The Neogrammarians' principle that "sound laws suffer no exceptions" eventually won out with the publication in 1878 of the "neogrammarian manifesto" by Karl Brugmann (1849–1919) and Hermann Osthoff (1847–1909). The comparative method in linguistics developed gradually from the end of the 17th century and was perfected with the Neogrammarians. It is a method designed to compare related languages and, on the basis of shared materials, to postulate, or "reconstruct," the sounds, words, and structures of the parent language from which the related languages descend. It is the most commonly used method for inferring language relationships.

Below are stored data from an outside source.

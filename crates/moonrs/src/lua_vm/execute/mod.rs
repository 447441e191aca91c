// The interpreter loop: decode, dispatch, and the per-opcode semantics.
// One invocation runs the current thread's bytecode frames until the
// call-info depth drops to `min_depth` (a frame returned to a host
// caller), a host frame surfaces on top after a resumed protected call,
// or an unwind (error / yield) escapes.

pub mod call;
pub mod metamethod;

pub use call::{
    do_call, do_call_no_yield, do_yield, poscall_host, precall, protected_call, resume,
    run_thread, Called, ResumeOutcome,
};
pub use metamethod::{
    arith, get_metatable_of, get_table, get_tm, length_of, less_equal, less_than, set_table,
    tm_by_value, tostring_value, values_equal,
};

use std::rc::Rc;

use crate::gc::ThreadId;
use crate::lua_value::{Closure, LuaClosure, Proto, Value};
use crate::lua_vm::arith::ArithOp;
use crate::lua_vm::call_info::call_status;
use crate::lua_vm::execute::call::finish_call;
use crate::lua_vm::lua_state::{hook_mask, HookEvent};
use crate::lua_vm::{Instruction, LuaResult, LuaVM, OpCode, LFIELDS_PER_FLUSH};

/// Shared frame context re-read on every call boundary.
struct Frame {
    base: usize,
    proto: Rc<Proto>,
    func_id: crate::gc::FuncId,
}

fn load_frame(vm: &LuaVM, th: ThreadId) -> Frame {
    let ci = vm.pool.thread(th).current_ci().expect("bytecode frame");
    debug_assert!(ci.is_lua());
    let func = vm.pool.thread(th).get(ci.func_idx);
    let func_id = func.as_func_id().expect("frame function");
    let proto = vm
        .pool
        .closure(func_id)
        .as_lua()
        .expect("bytecode closure")
        .proto
        .clone();
    Frame {
        base: ci.base,
        proto,
        func_id,
    }
}

#[inline(always)]
fn reg(vm: &LuaVM, th: ThreadId, base: usize, i: u32) -> Value {
    vm.pool.thread(th).get(base + i as usize)
}

#[inline(always)]
fn set_reg(vm: &mut LuaVM, th: ThreadId, base: usize, i: u32, v: Value) {
    vm.pool.thread_mut(th).set(base + i as usize, v);
}

#[inline(always)]
fn rk(vm: &LuaVM, th: ThreadId, base: usize, proto: &Proto, x: u32) -> Value {
    if Instruction::is_k(x) {
        proto.constants[Instruction::rk_index(x) as usize]
    } else {
        reg(vm, th, base, x)
    }
}

fn opcode_arith(op: OpCode) -> ArithOp {
    match op {
        OpCode::Add => ArithOp::Add,
        OpCode::Sub => ArithOp::Sub,
        OpCode::Mul => ArithOp::Mul,
        OpCode::Mod => ArithOp::Mod,
        OpCode::Pow => ArithOp::Pow,
        OpCode::Div => ArithOp::Div,
        OpCode::IDiv => ArithOp::IDiv,
        OpCode::BAnd => ArithOp::BAnd,
        OpCode::BOr => ArithOp::BOr,
        OpCode::BXor => ArithOp::BXor,
        OpCode::Shl => ArithOp::Shl,
        OpCode::Shr => ArithOp::Shr,
        OpCode::Unm => ArithOp::Unm,
        OpCode::BNot => ArithOp::BNot,
        _ => unreachable!("not an arithmetic opcode"),
    }
}

/// Save the frame's program counter (for error positions and resume).
fn save_pc(vm: &mut LuaVM, th: ThreadId, pc: usize) {
    if let Some(ci) = vm.pool.thread_mut(th).current_ci_mut() {
        ci.pc = pc as u32;
    }
}

/// A comparison/test took its branch: apply the following JMP.
fn do_next_jump(vm: &mut LuaVM, th: ThreadId, base: usize, proto: &Proto, pc: &mut usize) {
    let i = proto.code[*pc];
    debug_assert!(Instruction::opcode(i) == OpCode::Jmp);
    let a = Instruction::a(i);
    if a > 0 {
        vm.close_upvalues(th, base + a as usize - 1);
    }
    *pc = (*pc as i64 + 1 + Instruction::sbx(i) as i64) as usize;
}

/// Run line/count hooks for the instruction about to execute.
fn trace_hooks(
    vm: &mut LuaVM,
    th: ThreadId,
    proto: &Proto,
    pc: usize,
) -> LuaResult<()> {
    let (mask, in_hook) = {
        let t = vm.pool.thread(th);
        (t.hook_mask, t.in_hook)
    };
    if mask == 0 || in_hook {
        return Ok(());
    }
    if mask & hook_mask::COUNT != 0 {
        let fire = {
            let t = vm.pool.thread_mut(th);
            if t.hook_counter > 0 {
                t.hook_counter -= 1;
            }
            if t.hook_counter == 0 {
                t.hook_counter = t.hook_count;
                true
            } else {
                false
            }
        };
        if fire {
            vm.call_hook(HookEvent::Count)?;
        }
    }
    if mask & hook_mask::LINE != 0 {
        let line = proto.line_at(pc);
        let fire = {
            let t = vm.pool.thread_mut(th);
            let changed = line != t.hook_last_line;
            t.hook_last_line = line;
            changed
        };
        if fire {
            vm.call_hook(HookEvent::Line(line))?;
        }
    }
    Ok(())
}
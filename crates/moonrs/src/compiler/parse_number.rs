// Numeral parsing shared by the lexer, tonumber, and the VM's
// string-to-number coercion. Classification: a literal is an integer
// unless it has a fraction, a decimal exponent, or a binary exponent;
// decimal integers that overflow become floats, hex integers wrap.

use crate::lua_value::Value;

#[inline]
fn hex_digit(b: u8) -> Option<u64> {
    match b {
        b'0'..=b'9' => Some((b - b'0') as u64),
        b'a'..=b'f' => Some((b - b'a' + 10) as u64),
        b'A'..=b'F' => Some((b - b'A' + 10) as u64),
        _ => None,
    }
}

fn parse_hex(s: &[u8]) -> Option<Value> {
    let mut i = 0;
    let mut mantissa: f64 = 0.0;
    let mut int_acc: u64 = 0;
    let mut digits = 0;
    let mut exponent: i32 = 0;
    let mut seen_dot = false;
    let mut is_float = false;

    while i < s.len() {
        let b = s[i];
        if b == b'.' {
            if seen_dot {
                return None;
            }
            seen_dot = true;
            is_float = true;
            i += 1;
        } else if let Some(d) = hex_digit(b) {
            mantissa = mantissa * 16.0 + d as f64;
            int_acc = int_acc.wrapping_mul(16).wrapping_add(d);
            if seen_dot {
                exponent -= 4;
            }
            digits += 1;
            i += 1;
        } else {
            break;
        }
    }
    if digits == 0 {
        return None;
    }
    if i < s.len() && (s[i] == b'p' || s[i] == b'P') {
        is_float = true;
        i += 1;
        let mut neg = false;
        if i < s.len() && (s[i] == b'+' || s[i] == b'-') {
            neg = s[i] == b'-';
            i += 1;
        }
        let mut e: i32 = 0;
        let mut edigits = 0;
        while i < s.len() && s[i].is_ascii_digit() {
            e = e.saturating_mul(10).saturating_add((s[i] - b'0') as i32);
            edigits += 1;
            i += 1;
        }
        if edigits == 0 {
            return None;
        }
        exponent += if neg { -e } else { e };
    }
    if i != s.len() {
        return None;
    }
    if is_float {
        Some(Value::Float(mantissa * (exponent as f64).exp2()))
    } else {
        Some(Value::Int(int_acc as i64))
    }
}

fn parse_dec(s: &[u8]) -> Option<Value> {
    let text = std::str::from_utf8(s).ok()?;
    let is_float = s.iter().any(|&b| matches!(b, b'.' | b'e' | b'E'));
    if !is_float {
        if s.is_empty() || !s.iter().all(|b| b.is_ascii_digit()) {
            return None;
        }
        match text.parse::<i64>() {
            Ok(i) => return Some(Value::Int(i)),
            // Out of integer range: fall through to float.
            Err(_) => {}
        }
    }
    // Keep Rust's float grammar honest: no inf/nan words, no stray bytes.
    if !s
        .iter()
        .all(|b| b.is_ascii_digit() || matches!(b, b'.' | b'e' | b'E' | b'+' | b'-'))
    {
        return None;
    }
    text.parse::<f64>().ok().map(Value::Float)
}

/// Lua's string-to-number conversion: optional surrounding space, optional
/// sign, hex (`0x...`, integer or float with `p` exponent) or decimal.
pub fn str_to_number(s: &str) -> Option<Value> {
    let s = s.trim_matches(|c: char| c.is_ascii_whitespace());
    let b = s.as_bytes();
    if b.is_empty() {
        return None;
    }
    let (neg, rest) = match b[0] {
        b'-' => (true, &b[1..]),
        b'+' => (false, &b[1..]),
        _ => (false, b),
    };
    let v = if rest.len() > 2 && rest[0] == b'0' && (rest[1] == b'x' || rest[1] == b'X') {
        parse_hex(&rest[2..])?
    } else {
        parse_dec(rest)?
    };
    Some(match (neg, v) {
        (true, Value::Int(i)) => Value::Int(i.wrapping_neg()),
        (true, Value::Float(f)) => Value::Float(-f),
        (_, v) => v,
    })
}

/// tonumber with an explicit base (2..=36): integer digits only.
pub fn str_to_integer_radix(s: &str, base: u32) -> Option<i64> {
    let s = s.trim_matches(|c: char| c.is_ascii_whitespace());
    let b = s.as_bytes();
    if b.is_empty() {
        return None;
    }
    let (neg, digits) = match b[0] {
        b'-' => (true, &b[1..]),
        b'+' => (false, &b[1..]),
        _ => (false, b),
    };
    if digits.is_empty() {
        return None;
    }
    let mut acc: i64 = 0;
    for &d in digits {
        let v = (d as char).to_digit(36)?;
        if v >= base {
            return None;
        }
        acc = acc.wrapping_mul(base as i64).wrapping_add(v as i64);
    }
    Some(if neg { acc.wrapping_neg() } else { acc })
}

#[cfg(test)]
mod tests {
    use super::*;

    fn as_int(v: Option<Value>) -> Option<i64> {
        match v {
            Some(Value::Int(i)) => Some(i),
            _ => None,
        }
    }

    fn as_float(v: Option<Value>) -> Option<f64> {
        match v {
            Some(Value::Float(f)) => Some(f),
            _ => None,
        }
    }

    #[test]
    fn test_decimal_integers() {
        assert_eq!(as_int(str_to_number("42")), Some(42));
        assert_eq!(as_int(str_to_number("-7")), Some(-7));
        assert_eq!(as_int(str_to_number("  10  ")), Some(10));
    }

    #[test]
    fn test_decimal_floats() {
        assert_eq!(as_float(str_to_number("3.5")), Some(3.5));
        assert_eq!(as_float(str_to_number("1e3")), Some(1000.0));
        assert_eq!(as_float(str_to_number(".5")), Some(0.5));
        assert_eq!(as_float(str_to_number("2.")), Some(2.0));
    }

    #[test]
    fn test_integer_overflow_to_float() {
        // One past i64::MAX must become a float.
        let v = str_to_number("9223372036854775808");
        assert_eq!(as_float(v), Some(9.223372036854776e18));
    }

    #[test]
    fn test_hex() {
        assert_eq!(as_int(str_to_number("0xff")), Some(255));
        assert_eq!(as_int(str_to_number("0XA")), Some(10));
        // Hex integers wrap rather than overflow.
        assert_eq!(
            as_int(str_to_number("0xFFFFFFFFFFFFFFFF")),
            Some(-1)
        );
        assert_eq!(as_float(str_to_number("0x1p4")), Some(16.0));
        assert_eq!(as_float(str_to_number("0x1.8p1")), Some(3.0));
    }

    #[test]
    fn test_rejects() {
        assert!(str_to_number("").is_none());
        assert!(str_to_number("abc").is_none());
        assert!(str_to_number("1x").is_none());
        assert!(str_to_number("inf").is_none());
        assert!(str_to_number("0x").is_none());
        assert!(str_to_number("1e").is_none());
    }

    #[test]
    fn test_radix() {
        assert_eq!(str_to_integer_radix("ff", 16), Some(255));
        assert_eq!(str_to_integer_radix("z", 36), Some(35));
        assert_eq!(str_to_integer_radix("102", 2), None);
        assert_eq!(str_to_integer_radix("-11", 2), Some(-3));
    }
}
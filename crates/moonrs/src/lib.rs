// moonrs - a Lua 5.3 runtime
// Bytecode compiler, register VM, and incremental GC in one crate.

#[cfg(test)]
mod test;

pub mod compiler;
pub mod gc;
pub mod lua_value;
pub mod lua_vm;
pub mod stdlib;

pub use compiler::{ChunkReader, SliceReader};
pub use gc::{ObjectPool, StrId, TableId, ThreadId};
pub use lua_value::{Proto, Table, Value, ValueKind};
pub use lua_vm::{
    CFunction, Instruction, LoadMode, LuaError, LuaFullError, LuaResult, LuaVM, OpCode,
    VmOptions,
};

/// Compile and run a source string in a fresh interpreter with the
/// standard globals loaded; returns the chunk's results.
pub fn execute(source: &str) -> LuaResult<Vec<Value>> {
    let mut vm = LuaVM::new(VmOptions::default());
    vm.open_libs();
    vm.execute_string(source)
}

In 1884, the comparative method was further advanced when Brugmann made the important distinction between "innovations" and "retentions" (Hoenigswald, 1990). Innovations are shared characters that were not present in the ancestral form, while retentions are shared characters inherited from a common ancestor. Brugmann realized that shared innovations are much more informative for phylogenetic classification than shared retentions. The criterion of shared innovations is now central to working out the family-tree classification of related languages using the comparative method. This distinction was made in biology some 70 years later, in 1950, when Willi Hennig (1913–1976) differentiated symplesiomorphies (shared retentions) from synapomorphies (shared innovations). Despite the methodological similarities between the comparative method in linguistics and biological cladistics, up until very recently, historical linguists did not typically use computer algorithms to search for the best language tree(s). This is surprising given that the task of finding optimal trees for even a moderate number of languages is one of considerable computational complexity (Swofford et al., 1996). Some attempts have been made, however, to formalize the criterion implicit in the method (e.g., Gleason, 1959; Hoenigswald, 1960). Thomason and Kaufman (1988)identified six steps used in the comparative method to demonstrate genetic relationships between languages: (1) determining phonological (sound) correspondences in words of the same or related meaning; (2) establishing phonological systems; (3) establishing grammatical correspondences; (4) reconstructing grammatical systems; (5) identifying subgroups of languages; and (6) producing a model of diversification.
Central to the comparative method is the determination of systematic sound correspondences among related languages in order to reconstruct ancestral sounds and hence the most likely series of phonological innovations that led to the attested sounds in the related languages. Exclusively shared innovations are used to infer historical relationships and construct a language family tree. To return to Grimm's Law as an example, the Germanic language family is characterized by a sound change of initial *p in the ancestral Proto-Indo-European to f in Proto-Germanic. So, the p, preserved in its unchanged form in Latin pater, Greek pater, and Sankskrit pitár, was replaced by an f in Proto-Germanic, giving rise to English father and Gothic fadar, and so on, in the other Germanic languages (Campbell, 2004). This pattern occurs repeatedly between cognate words in the Germanic languages and their cognates in non-Germanic Indo-European languages (e.g., English foot and Greek podos). The comparative method also involves the reconstruction of ancestral words in reconstructed (hypothetical) proto-languages (analogous to ancestral character states in biology). For example, based on the types of patterns highlighted above, linguists can reconstruct with relative certainty the Proto-Indo-European word *ped for "foot" (Campbell, 2004). Ancestral reconstructions can sometimes be checked against historically attested ancient languages. For instance, reconstructions based on the comparison of Romance languages (descended from Latin) can often be checked against attested forms in Latin documents.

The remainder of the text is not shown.